El último sopapo de Fidel: ¿Quién es el idiota que habla de culto a la personalidad?

En marzo de 1966, Fidel Castro anunciaba:

“Una de las primeras leyes de la Revolución establece la prohibición de ponerle el nombre de ningún dirigente vivo a ninguna calle, a ninguna ciudad, a ningún pueblo, a ninguna fábrica, a ninguna granja; prohibiendo erigir estatuas de los dirigentes vivos; prohibiendo algo más: las fotografías oficiales en las oficinas administrativas”.

Durante mis más de 37 años viajando a la isla y los seis de trabajo en el Ministerio de Cultura del gobierno cubano, jamás pude ver ni un sólo busto o nombre de Fidel en edificios oficiales o en las calles, plazas, avenidas y parques del país.
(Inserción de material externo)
use anyhow::Context;
use clap::Parser;
use pingora::server::configuration::Opt;
use pingora_core::server::Server;
use resize_server::config::Config;
use resize_server::proxy::ResizeProxy;
use std::path::PathBuf;

/// Resize Server - image transformation proxy built on Cloudflare's Pingora
#[derive(Parser, Debug)]
#[command(name = "resize-server")]
#[command(version, about, long_about = None)]
struct Args {
    /// Path to configuration file (defaults apply when omitted)
    #[arg(short, long)]
    config: Option<PathBuf>,

    /// Override the configured listen port
    #[arg(short, long)]
    port: Option<u16>,

    /// Daemon mode
    #[arg(short = 'd', long)]
    daemon: bool,

    /// Test configuration and exit
    #[arg(long)]
    test: bool,
}

fn load_config(args: &Args) -> anyhow::Result<Config> {
    let mut config = match &args.config {
        Some(path) => Config::from_file(path)
            .map_err(anyhow::Error::msg)
            .with_context(|| format!("loading {}", path.display()))?,
        None => Config::default(),
    };
    if let Some(port) = args.port {
        config.server.port = port;
    }
    config
        .validate()
        .map_err(anyhow::Error::msg)
        .context("validating configuration")?;
    Ok(config)
}

fn build_server(args: &Args, config: &Config) -> anyhow::Result<Server> {
    std::fs::create_dir_all(&config.cache.directory)
        .with_context(|| format!("creating cache directory {}", config.cache.directory))?;

    let opt = Opt {
        daemon: args.daemon,
        ..Default::default()
    };

    let mut server = Server::new(Some(opt))
        .map_err(|e| anyhow::anyhow!("{}", e))
        .context("creating Pingora server")?;
    server.bootstrap();

    let proxy = ResizeProxy::new(config.clone()).context("initializing proxy")?;

    let mut proxy_service = pingora_proxy::http_proxy_service(&server.configuration, proxy);
    let listen_addr = config.server.listen_address();
    proxy_service.add_tcp(&listen_addr);
    proxy_service.threads = Some(config.server.threads);

    tracing::info!(
        address = %listen_addr,
        threads = config.server.threads,
        "Starting Resize Server"
    );

    server.add_service(proxy_service);
    Ok(server)
}

fn main() {
    let args = Args::parse();

    let config = load_config(&args).unwrap_or_else(|e| {
        eprintln!("Failed to load configuration: {:#}", e);
        std::process::exit(1);
    });

    if let Err(e) = resize_server::logging::init_subscriber(&config.logging) {
        eprintln!("Failed to initialize logging subsystem: {}", e);
        std::process::exit(1);
    }

    tracing::info!(
        config_file = ?args.config,
        server_address = %config.server.address,
        server_port = config.server.port,
        convert_command = %config.engine.convert_command,
        cache_directory = %config.cache.directory,
        blob_storages = config.blob_storage.len(),
        "Configuration loaded successfully"
    );

    if args.test {
        println!("Configuration is valid");
        return;
    }

    match build_server(&args, &config) {
        // Blocks until shutdown
        Ok(server) => server.run_forever(),
        Err(e) => {
            tracing::error!(error = %format!("{:#}", e), "Startup failed");
            std::process::exit(1);
        }
    }
}
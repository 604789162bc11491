// Constants module - centralized default values for configuration
//
// Every default used by the config layer and the job pipeline lives here so
// the numbers can be changed in one place.

// =============================================================================
// Server defaults
// =============================================================================

/// Default listen address
pub const DEFAULT_ADDRESS: &str = "0.0.0.0";

/// Default listen port
pub const DEFAULT_PORT: u16 = 5060;

/// Default number of worker threads
pub const DEFAULT_THREADS: usize = 4;

// =============================================================================
// Engine defaults
// =============================================================================

/// Default external raster engine executable
pub const DEFAULT_CONVERT_COMMAND: &str = "convert";

/// Timeout for the header-only probe of the remote source, in seconds
pub const DEFAULT_PROBE_TIMEOUT_SECS: u64 = 5;

/// Largest output width the native backend will render
pub const DEFAULT_MAX_WIDTH: u32 = 4096;

/// Largest output height the native backend will render
pub const DEFAULT_MAX_HEIGHT: u32 = 4096;

// =============================================================================
// Transform defaults
// =============================================================================

/// Quality used when the request has none or an unparsable one
pub const DEFAULT_QUALITY: u8 = 80;

/// Output format of the legacy URL scheme when none is given
pub const DEFAULT_LEGACY_FORMAT: &str = "jpg";

/// Output format of the query-parameter scheme when none is given
pub const DEFAULT_QUERY_FORMAT: &str = "png";

/// Sentinel telling the external engine to use stdin/stdout
pub const STDIO_SENTINEL: &str = "-";

// =============================================================================
// Cache defaults
// =============================================================================

/// Default cache directory
pub const DEFAULT_CACHE_DIRECTORY: &str = "./cache";

/// Default `Cache-Control: max-age` for served files (~3.6 days)
pub const DEFAULT_MAX_AGE_SECS: u64 = 315_360;

/// Default offset of the `Expires` header from the request time (14 days)
pub const DEFAULT_EXPIRES_SECS: u64 = 1_209_600;

/// Read size when streaming a cache file to the client
pub const RESPONSE_CHUNK_SIZE: usize = 64 * 1024;

// =============================================================================
// Logging defaults
// =============================================================================

/// Default log level when `RUST_LOG` is not set
pub const DEFAULT_LOG_LEVEL: &str = "info";
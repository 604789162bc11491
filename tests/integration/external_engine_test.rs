// External engine pipeline against a shell-script stand-in for the engine

#![cfg(unix)]

use std::collections::HashMap;
use std::os::unix::fs::PermissionsExt;
use std::path::{Path, PathBuf};
use std::sync::Arc;
use std::time::Duration;

use resize_server::cache::DiskCache;
use resize_server::job::{ExternalEngine, FailureStatus, JobOutcome, Orchestrator, SourceClient};
use resize_server::metrics::Metrics;
use resize_server::options::decode_legacy_path;
use tempfile::TempDir;

use super::support::{png_fixture, Behavior, MockSource};

/// Write an executable script and return its path
fn write_script(dir: &Path, name: &str, body: &str) -> PathBuf {
    let path = dir.join(name);
    std::fs::write(&path, body).unwrap();
    let mut perms = std::fs::metadata(&path).unwrap().permissions();
    perms.set_mode(0o755);
    std::fs::set_permissions(&path, perms).unwrap();
    path
}

fn orchestrator(engine: &Path, cache_dir: &Path) -> Orchestrator {
    Orchestrator::new(
        SourceClient::new(Duration::from_secs(5)).unwrap(),
        DiskCache::new(cache_dir),
        Arc::new(ExternalEngine::new(engine.to_string_lossy())),
        Arc::new(Metrics::new()),
    )
}

#[tokio::test]
async fn test_engine_output_lands_in_cache() {
    let image = png_fixture(24, 24);
    let mut routes = HashMap::new();
    routes.insert("/img.png".to_string(), Behavior::ok("image/png", image.clone()));
    let source = MockSource::start(routes).await;

    let tools = TempDir::new().unwrap();
    let args_file = tools.path().join("args.txt");
    let engine = write_script(
        tools.path(),
        "fake-convert",
        &format!("#!/bin/sh\necho \"$@\" > {}\ncat\n", args_file.display()),
    );
    let cache_dir = TempDir::new().unwrap();
    let orchestrator = orchestrator(&engine, cache_dir.path());

    let path = format!("/c10x10n/png,75/{}", source.url("/img.png"));
    let options = decode_legacy_path(&path, &Default::default()).unwrap();

    let JobOutcome::Success { cache_file, .. } = orchestrator.run(&options).await else {
        panic!("expected success");
    };
    assert_eq!(std::fs::read(&cache_file).unwrap(), image);
    assert!(cache_file.to_string_lossy().ends_with(".png"));

    let args = std::fs::read_to_string(&args_file).unwrap();
    assert_eq!(
        args.trim(),
        "- -thumbnail 10x10^> -gravity North -crop 10x10+0+0 +repage -quality 75 -background white -flatten png:-"
    );
}

#[tokio::test]
async fn test_engine_failure_leaves_no_cache_file() {
    let mut routes = HashMap::new();
    routes.insert("/img.png".to_string(), Behavior::ok("image/png", png_fixture(8, 8)));
    let source = MockSource::start(routes).await;

    let tools = TempDir::new().unwrap();
    let engine = write_script(
        tools.path(),
        "broken-convert",
        "#!/bin/sh\ncat > /dev/null\necho 'convert: no decode delegate' >&2\nexit 1\n",
    );
    let cache_dir = TempDir::new().unwrap();
    let orchestrator = orchestrator(&engine, cache_dir.path());

    let path = format!("/200/{}", source.url("/img.png"));
    let options = decode_legacy_path(&path, &Default::default()).unwrap();

    match orchestrator.run(&options).await {
        JobOutcome::Failure(failure) => {
            assert_eq!(failure.status(), FailureStatus::Code(500));
            assert_eq!(failure.url, source.url("/img.png"));
        }
        other => panic!("expected failure, got {:?}", other),
    }
    assert_eq!(std::fs::read_dir(cache_dir.path()).unwrap().count(), 0);
}

#[tokio::test]
async fn test_missing_engine_binary_fails() {
    let mut routes = HashMap::new();
    routes.insert("/img.png".to_string(), Behavior::ok("image/png", png_fixture(8, 8)));
    let source = MockSource::start(routes).await;
    let cache_dir = TempDir::new().unwrap();
    let orchestrator = orchestrator(Path::new("/nonexistent/convert"), cache_dir.path());

    let path = format!("/w100/{}", source.url("/img.png"));
    let options = decode_legacy_path(&path, &Default::default()).unwrap();

    let outcome = orchestrator.run(&options).await;
    assert!(!outcome.is_success());
    assert_eq!(std::fs::read_dir(cache_dir.path()).unwrap().count(), 0);
}

fn process_alive(pid: &str) -> bool {
    std::process::Command::new("sh")
        .arg("-c")
        .arg(format!("kill -0 {} 2>/dev/null", pid))
        .status()
        .map(|status| status.success())
        .unwrap_or(false)
}

#[tokio::test]
async fn test_engine_killed_when_fetch_fails() {
    let mut routes = HashMap::new();
    routes.insert(
        "/img.png".to_string(),
        Behavior::ProbeOnly {
            content_type: "image/png",
            get_delay: Duration::from_millis(300),
        },
    );
    let source = MockSource::start(routes).await;

    let tools = TempDir::new().unwrap();
    let pid_file = tools.path().join("engine.pid");
    // Records its pid, then waits on stdin forever
    let engine = write_script(
        tools.path(),
        "stalled-convert",
        &format!("#!/bin/sh\necho $$ > {}\nexec cat\n", pid_file.display()),
    );
    let cache_dir = TempDir::new().unwrap();
    let orchestrator = orchestrator(&engine, cache_dir.path());

    let path = format!("/c10x10n/png,75/{}", source.url("/img.png"));
    let options = decode_legacy_path(&path, &Default::default()).unwrap();

    let outcome = tokio::time::timeout(Duration::from_secs(10), orchestrator.run(&options))
        .await
        .expect("job hung on the engine");
    match outcome {
        JobOutcome::Failure(failure) => {
            assert_eq!(failure.status(), FailureStatus::Code(500));
            assert_eq!(failure.url, source.url("/img.png"));
        }
        other => panic!("expected failure, got {:?}", other),
    }
    assert_eq!(source.request_count("GET", "/img.png"), 1);

    let pid = std::fs::read_to_string(&pid_file).unwrap();
    assert!(!process_alive(pid.trim()), "engine process {} still running", pid.trim());
    assert_eq!(std::fs::read_dir(cache_dir.path()).unwrap().count(), 0);
}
Sólo los idiotas y los malintencionados pueden hablar del culto a la personalidad, de un hombre que esparcía buen humor, ánimo, humildad, generosidad y cultura por donde pasaba.

En Cuba no hay monumentos en su honor, ni estatuas, ni calles, ni ciudades que lleven el nombre de Fidel Castro.

Pero tras su desaparición física, estoy seguro de que el pueblo cubano estará orgulloso de que, por vez primera en la historia, se inaugure un monolito o una estatua en su honor.